THE DATA.
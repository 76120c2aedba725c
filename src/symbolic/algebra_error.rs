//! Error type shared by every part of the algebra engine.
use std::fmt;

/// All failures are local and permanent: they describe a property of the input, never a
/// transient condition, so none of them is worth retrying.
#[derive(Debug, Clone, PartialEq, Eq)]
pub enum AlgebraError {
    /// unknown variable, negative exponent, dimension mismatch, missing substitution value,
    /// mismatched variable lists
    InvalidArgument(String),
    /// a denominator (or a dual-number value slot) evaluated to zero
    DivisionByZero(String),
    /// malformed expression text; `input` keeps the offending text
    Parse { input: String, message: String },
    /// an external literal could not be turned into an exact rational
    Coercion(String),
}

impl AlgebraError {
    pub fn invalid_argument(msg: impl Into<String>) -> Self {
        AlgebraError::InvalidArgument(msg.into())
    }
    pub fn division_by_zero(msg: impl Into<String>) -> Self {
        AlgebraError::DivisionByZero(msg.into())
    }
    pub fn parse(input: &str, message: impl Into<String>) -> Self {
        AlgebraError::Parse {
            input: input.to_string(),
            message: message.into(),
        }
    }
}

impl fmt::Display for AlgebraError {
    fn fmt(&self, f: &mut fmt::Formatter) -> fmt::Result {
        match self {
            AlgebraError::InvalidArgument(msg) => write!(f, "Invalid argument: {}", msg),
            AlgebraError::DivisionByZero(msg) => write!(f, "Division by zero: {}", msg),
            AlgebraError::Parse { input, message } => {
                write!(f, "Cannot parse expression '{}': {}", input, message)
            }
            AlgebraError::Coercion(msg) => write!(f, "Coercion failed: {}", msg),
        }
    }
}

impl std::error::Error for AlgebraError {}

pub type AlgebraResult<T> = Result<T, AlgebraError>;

EXERCISE REQUIREMENTS. Before answering, count every line of the records that contains "InvalidArgument"; the answer is that number and nothing more.

SOLUTION FOR THIS TASK. 3